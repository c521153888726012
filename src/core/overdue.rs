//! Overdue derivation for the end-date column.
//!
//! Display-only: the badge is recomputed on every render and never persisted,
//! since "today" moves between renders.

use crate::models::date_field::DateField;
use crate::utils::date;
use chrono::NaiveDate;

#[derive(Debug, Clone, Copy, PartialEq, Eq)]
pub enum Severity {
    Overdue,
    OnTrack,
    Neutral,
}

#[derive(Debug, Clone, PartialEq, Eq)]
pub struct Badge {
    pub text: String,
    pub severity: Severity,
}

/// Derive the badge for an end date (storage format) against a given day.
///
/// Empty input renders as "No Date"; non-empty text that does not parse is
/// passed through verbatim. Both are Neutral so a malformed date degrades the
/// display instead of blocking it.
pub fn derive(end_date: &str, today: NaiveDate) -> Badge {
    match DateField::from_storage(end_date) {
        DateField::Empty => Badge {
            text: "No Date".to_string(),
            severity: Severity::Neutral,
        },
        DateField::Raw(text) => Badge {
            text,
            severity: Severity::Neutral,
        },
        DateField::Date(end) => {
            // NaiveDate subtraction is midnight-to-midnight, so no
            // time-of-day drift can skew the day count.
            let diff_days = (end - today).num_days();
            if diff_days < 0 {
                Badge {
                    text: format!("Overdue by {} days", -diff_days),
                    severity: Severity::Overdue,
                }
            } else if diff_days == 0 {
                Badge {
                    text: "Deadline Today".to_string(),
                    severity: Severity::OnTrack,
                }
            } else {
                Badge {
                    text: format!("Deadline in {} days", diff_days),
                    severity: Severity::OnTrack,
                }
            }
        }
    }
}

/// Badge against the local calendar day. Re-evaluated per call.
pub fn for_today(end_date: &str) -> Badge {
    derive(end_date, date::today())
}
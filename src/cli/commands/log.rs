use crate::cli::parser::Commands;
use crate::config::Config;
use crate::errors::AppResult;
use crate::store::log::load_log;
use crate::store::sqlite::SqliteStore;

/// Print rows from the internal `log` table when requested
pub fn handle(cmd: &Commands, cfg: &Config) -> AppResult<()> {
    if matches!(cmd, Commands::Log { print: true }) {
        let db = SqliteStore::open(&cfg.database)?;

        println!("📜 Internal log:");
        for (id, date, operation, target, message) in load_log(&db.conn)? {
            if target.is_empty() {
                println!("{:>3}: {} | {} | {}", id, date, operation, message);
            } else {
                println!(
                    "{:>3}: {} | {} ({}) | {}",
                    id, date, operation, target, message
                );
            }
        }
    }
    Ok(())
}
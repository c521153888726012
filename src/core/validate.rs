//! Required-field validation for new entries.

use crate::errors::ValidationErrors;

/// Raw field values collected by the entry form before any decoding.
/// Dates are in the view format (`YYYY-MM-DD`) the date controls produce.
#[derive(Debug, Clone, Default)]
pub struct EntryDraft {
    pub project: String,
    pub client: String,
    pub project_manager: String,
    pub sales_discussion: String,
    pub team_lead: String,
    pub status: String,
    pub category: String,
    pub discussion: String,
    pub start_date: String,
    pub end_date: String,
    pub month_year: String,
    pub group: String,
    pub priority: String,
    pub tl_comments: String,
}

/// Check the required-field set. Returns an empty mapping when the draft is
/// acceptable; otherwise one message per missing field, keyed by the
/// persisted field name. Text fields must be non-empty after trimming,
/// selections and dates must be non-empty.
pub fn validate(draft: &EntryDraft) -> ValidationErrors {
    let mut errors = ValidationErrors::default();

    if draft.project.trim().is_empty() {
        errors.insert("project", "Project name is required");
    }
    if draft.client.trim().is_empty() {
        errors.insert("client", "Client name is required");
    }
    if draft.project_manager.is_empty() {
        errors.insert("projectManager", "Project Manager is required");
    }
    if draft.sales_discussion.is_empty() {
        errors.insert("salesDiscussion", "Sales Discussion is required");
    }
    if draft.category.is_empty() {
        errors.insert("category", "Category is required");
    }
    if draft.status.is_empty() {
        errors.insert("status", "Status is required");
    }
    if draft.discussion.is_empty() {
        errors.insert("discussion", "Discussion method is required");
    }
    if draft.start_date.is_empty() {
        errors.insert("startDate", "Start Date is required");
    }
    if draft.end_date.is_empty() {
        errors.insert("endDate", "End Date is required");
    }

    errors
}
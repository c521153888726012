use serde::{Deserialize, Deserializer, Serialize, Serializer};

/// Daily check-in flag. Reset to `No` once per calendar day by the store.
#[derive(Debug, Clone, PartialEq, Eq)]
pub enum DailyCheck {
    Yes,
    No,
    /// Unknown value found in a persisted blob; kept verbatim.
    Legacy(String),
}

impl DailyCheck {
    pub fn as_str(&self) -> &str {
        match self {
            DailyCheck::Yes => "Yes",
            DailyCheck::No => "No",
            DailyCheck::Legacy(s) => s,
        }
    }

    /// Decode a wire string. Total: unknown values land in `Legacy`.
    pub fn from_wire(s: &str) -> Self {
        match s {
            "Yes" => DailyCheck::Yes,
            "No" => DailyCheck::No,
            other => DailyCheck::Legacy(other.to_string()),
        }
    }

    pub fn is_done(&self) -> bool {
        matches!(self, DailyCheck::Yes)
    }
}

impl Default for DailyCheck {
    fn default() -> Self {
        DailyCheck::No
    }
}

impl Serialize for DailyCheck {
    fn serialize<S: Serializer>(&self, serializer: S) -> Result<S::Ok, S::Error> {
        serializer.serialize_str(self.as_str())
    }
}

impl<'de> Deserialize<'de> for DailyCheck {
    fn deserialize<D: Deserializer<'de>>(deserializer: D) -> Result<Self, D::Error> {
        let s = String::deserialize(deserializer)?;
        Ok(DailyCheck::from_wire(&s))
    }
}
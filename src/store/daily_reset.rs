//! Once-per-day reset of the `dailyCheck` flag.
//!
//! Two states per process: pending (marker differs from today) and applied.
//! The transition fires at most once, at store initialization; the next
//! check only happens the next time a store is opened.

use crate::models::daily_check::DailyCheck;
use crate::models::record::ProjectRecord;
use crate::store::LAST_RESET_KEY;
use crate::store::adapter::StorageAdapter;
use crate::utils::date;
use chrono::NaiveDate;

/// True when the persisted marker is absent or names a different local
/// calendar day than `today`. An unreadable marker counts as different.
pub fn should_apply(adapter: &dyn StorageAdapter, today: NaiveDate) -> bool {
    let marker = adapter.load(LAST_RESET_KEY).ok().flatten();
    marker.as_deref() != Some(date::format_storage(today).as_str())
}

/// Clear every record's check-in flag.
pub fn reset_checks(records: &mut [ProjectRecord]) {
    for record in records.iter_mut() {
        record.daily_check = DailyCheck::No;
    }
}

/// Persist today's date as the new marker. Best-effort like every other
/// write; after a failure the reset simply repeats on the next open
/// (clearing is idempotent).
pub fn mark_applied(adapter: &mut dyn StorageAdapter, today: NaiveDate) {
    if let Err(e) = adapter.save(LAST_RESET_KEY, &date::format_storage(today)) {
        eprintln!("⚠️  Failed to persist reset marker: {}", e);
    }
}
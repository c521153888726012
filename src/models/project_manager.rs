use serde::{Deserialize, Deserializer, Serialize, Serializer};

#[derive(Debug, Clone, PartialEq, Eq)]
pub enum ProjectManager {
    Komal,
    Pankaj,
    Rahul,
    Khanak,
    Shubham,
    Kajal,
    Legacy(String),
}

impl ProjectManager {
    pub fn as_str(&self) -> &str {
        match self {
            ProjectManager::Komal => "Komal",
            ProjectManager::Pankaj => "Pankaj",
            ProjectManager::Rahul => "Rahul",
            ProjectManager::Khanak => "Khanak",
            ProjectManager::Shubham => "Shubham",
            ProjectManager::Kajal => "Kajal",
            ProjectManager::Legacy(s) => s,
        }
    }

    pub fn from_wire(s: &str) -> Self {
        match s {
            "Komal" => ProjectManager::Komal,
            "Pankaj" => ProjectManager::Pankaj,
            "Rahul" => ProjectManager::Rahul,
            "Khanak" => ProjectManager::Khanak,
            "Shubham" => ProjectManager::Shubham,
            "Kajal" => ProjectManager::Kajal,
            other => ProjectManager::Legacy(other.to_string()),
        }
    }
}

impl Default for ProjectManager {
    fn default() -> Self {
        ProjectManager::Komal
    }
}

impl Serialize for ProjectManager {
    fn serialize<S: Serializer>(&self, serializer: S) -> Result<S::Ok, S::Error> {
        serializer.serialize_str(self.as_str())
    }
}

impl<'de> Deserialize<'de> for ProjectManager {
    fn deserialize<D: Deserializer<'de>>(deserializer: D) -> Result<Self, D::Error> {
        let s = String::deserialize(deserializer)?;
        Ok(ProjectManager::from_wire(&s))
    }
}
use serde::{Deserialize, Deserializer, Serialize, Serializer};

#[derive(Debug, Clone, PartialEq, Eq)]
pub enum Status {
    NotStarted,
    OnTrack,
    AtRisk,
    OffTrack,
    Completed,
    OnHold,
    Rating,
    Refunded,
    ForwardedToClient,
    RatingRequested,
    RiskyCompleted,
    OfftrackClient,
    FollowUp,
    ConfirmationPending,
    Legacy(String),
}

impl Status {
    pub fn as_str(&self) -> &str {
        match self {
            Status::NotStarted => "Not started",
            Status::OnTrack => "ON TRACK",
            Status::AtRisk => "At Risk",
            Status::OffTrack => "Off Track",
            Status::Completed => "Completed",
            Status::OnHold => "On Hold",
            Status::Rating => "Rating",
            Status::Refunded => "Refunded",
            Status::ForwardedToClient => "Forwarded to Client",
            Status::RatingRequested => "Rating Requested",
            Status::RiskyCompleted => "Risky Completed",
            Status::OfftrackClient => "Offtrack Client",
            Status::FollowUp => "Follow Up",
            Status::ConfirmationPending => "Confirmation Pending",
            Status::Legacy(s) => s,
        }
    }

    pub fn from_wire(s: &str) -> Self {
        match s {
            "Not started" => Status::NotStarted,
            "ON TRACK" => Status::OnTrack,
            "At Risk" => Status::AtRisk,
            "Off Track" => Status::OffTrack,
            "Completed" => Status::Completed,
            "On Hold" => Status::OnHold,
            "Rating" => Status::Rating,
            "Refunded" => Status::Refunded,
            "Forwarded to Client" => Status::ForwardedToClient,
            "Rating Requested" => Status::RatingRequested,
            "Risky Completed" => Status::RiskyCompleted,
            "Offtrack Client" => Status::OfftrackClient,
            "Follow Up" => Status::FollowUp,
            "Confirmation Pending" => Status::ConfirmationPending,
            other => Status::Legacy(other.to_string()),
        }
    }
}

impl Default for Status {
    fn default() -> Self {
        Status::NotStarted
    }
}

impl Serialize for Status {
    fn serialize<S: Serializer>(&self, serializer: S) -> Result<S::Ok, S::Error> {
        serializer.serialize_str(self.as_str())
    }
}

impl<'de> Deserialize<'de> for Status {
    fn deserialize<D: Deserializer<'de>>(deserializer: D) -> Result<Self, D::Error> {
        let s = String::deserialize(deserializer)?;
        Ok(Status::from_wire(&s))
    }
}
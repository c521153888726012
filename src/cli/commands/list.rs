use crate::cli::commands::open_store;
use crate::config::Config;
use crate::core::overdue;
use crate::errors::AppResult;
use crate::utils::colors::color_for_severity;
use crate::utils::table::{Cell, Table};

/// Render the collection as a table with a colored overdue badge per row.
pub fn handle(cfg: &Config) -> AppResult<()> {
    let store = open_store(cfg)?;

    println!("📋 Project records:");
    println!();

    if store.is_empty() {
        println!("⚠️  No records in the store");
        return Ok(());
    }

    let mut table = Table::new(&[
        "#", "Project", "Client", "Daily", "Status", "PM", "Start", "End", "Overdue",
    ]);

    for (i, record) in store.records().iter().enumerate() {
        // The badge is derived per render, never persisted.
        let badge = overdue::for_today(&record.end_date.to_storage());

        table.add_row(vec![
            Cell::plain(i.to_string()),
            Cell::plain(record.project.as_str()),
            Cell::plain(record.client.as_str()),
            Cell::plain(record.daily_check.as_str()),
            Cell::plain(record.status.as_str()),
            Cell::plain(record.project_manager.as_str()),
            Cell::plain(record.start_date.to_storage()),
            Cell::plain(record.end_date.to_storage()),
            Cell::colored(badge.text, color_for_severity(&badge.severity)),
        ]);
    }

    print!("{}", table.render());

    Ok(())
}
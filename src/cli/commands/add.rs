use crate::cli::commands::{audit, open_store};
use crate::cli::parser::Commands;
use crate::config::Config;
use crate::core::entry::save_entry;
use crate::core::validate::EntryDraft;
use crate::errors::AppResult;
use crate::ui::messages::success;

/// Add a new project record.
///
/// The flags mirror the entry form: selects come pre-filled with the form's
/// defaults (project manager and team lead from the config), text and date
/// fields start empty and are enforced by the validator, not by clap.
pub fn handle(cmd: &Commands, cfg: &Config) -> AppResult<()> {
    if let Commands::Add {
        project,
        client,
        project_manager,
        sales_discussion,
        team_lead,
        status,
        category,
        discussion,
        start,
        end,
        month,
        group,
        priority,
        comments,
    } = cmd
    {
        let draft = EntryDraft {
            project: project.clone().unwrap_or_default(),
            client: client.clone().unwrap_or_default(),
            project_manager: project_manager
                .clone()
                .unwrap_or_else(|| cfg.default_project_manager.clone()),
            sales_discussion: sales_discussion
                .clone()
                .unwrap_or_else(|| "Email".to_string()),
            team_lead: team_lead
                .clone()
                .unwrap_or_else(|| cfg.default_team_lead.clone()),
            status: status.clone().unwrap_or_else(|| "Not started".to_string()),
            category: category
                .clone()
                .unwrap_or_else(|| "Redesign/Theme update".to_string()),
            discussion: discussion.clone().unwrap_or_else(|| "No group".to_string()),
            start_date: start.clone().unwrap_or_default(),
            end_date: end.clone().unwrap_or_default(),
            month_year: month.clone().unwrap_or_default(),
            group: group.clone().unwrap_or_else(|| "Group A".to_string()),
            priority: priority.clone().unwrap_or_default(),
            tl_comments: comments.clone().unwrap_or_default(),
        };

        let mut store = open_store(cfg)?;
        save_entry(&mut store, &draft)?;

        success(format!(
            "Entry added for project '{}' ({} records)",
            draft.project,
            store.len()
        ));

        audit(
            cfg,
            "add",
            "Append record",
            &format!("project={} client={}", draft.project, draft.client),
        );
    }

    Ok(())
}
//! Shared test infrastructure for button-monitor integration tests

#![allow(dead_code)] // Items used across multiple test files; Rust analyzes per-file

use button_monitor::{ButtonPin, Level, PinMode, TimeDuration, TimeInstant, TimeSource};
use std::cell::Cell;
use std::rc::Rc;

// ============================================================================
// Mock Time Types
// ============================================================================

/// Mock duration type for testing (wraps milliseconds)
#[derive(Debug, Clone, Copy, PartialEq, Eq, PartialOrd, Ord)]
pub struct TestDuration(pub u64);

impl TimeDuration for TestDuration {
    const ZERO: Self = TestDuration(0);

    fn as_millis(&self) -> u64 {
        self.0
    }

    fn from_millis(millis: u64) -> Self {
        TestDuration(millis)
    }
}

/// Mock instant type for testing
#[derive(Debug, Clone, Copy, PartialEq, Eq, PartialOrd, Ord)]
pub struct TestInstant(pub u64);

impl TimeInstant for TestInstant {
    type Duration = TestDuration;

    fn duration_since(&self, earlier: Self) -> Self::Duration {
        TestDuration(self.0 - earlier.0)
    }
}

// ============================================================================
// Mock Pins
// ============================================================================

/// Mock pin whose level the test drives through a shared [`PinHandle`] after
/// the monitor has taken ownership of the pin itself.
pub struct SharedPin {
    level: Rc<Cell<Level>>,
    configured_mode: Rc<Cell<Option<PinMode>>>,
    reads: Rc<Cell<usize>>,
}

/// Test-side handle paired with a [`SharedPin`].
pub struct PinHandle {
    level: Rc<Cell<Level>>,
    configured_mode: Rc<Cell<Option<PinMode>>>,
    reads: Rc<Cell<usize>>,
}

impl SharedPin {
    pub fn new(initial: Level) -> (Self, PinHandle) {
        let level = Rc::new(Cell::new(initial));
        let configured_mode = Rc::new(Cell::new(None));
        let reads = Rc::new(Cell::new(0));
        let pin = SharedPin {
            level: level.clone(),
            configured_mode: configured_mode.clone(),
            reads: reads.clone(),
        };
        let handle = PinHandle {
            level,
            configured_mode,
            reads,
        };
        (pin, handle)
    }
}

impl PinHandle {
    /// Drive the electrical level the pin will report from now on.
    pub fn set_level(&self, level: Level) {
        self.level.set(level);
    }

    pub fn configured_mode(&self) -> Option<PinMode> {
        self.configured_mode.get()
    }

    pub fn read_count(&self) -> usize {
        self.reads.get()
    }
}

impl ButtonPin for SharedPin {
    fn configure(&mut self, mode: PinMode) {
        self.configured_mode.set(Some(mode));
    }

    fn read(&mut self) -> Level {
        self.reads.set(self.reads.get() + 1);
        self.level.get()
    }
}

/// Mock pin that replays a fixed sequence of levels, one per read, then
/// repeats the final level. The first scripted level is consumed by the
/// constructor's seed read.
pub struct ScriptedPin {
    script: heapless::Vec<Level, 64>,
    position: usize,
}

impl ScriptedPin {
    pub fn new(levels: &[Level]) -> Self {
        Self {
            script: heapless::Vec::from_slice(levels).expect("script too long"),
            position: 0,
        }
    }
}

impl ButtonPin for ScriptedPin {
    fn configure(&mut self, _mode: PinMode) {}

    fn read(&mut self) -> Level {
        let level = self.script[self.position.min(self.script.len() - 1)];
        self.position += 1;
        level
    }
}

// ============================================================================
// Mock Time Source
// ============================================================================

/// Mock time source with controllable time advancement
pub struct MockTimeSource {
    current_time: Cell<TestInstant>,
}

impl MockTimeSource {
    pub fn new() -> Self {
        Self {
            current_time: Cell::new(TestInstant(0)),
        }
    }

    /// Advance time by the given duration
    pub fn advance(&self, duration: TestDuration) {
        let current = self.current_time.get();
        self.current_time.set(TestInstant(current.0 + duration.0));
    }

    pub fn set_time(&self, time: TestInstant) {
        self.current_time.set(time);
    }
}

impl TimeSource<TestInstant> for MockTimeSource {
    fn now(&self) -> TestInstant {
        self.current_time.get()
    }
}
————————
#### Activity
Where a line in the material contains "Komal", copy that line.

#### Written answer
    Komal,
            ProjectManager::Komal => "Komal",
            "Komal" => ProjectManager::Komal,
        ProjectManager::Komal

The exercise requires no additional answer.